## Problem statement
Write out the stretch of lines below that begins at the line with "request via this" and ends at the line with "#[derive(Debug, Clone, Default)]", including both, exactly as given and nothing more.

----------------------------------------

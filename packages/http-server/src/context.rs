//! `?engine=&database=&nocache=&nocompress=` — the four cross-cutting query
//! parameters every data endpoint accepts (spec §4.I/§6). Parsed once per
//! request via this extractor instead of re-parsing `Query<..>` in every
//! handler.

use axum::extract::{FromRequestParts, Query};
use axum::http::request::Parts;
use serde::Deserialize;

use crate::error::ApiError;
use crate::state::AppState;

#[derive(Debug, Deserialize, Default)]
struct RawParams {
    engine: Option<String>,
    database: Option<String>,
    #[serde(default)]
    nocache: bool,
    #[serde(default)]
    nocompress: bool,
}

#[derive(Debug, Clone, Default)]
pub struct RequestContext {
    pub engine: Option<String>,
    pub database: Option<String>,
    pub nocache: bool,
    pub nocompress: bool,
}

impl<S> FromRequestParts<S> for RequestContext
where
    S: Send + Sync,
{
    type Rejection = ApiError;

    async fn from_request_parts(parts: &mut Parts, state: &S) -> Result<Self, Self::Rejection> {
        let Query(raw) = Query::<RawParams>::from_request_parts(parts, state)
            .await
            .map_err(|e| {
                ApiError(graph_domain::GraphError::Invalid(format!(
                    "invalid query parameters: {e}"
                )))
            })?;

        Ok(RequestContext {
            engine: raw.engine,
            database: raw.database,
            nocache: raw.nocache,
            nocompress: raw.nocompress,
        })
    }
}

/// Resolve the `RequestContext`'s engine against `state`'s registry and
/// additionally assert the adapter supports `operation`.
pub fn resolve_engine(
    state: &AppState,
    ctx: &RequestContext,
    operation: engine_contract::Operation,
) -> Result<std::sync::Arc<dyn engine_contract::GraphEngine>, ApiError> {
    state
        .registry
        .resolve_for(ctx.engine.as_deref(), operation)
        .map_err(ApiError::from)
}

----------------------------------------

## Answer space
//! request via this extractor instead of re-parsing `Query<..>` in every
//! handler.

use axum::extract::{FromRequestParts, Query};
use axum::http::request::Parts;
use serde::Deserialize;

use crate::error::ApiError;
use crate::state::AppState;

#[derive(Debug, Deserialize, Default)]
struct RawParams {
    engine: Option<String>,
    database: Option<String>,
    #[serde(default)]
    nocache: bool,
    #[serde(default)]
    nocompress: bool,
}

#[derive(Debug, Clone, Default)]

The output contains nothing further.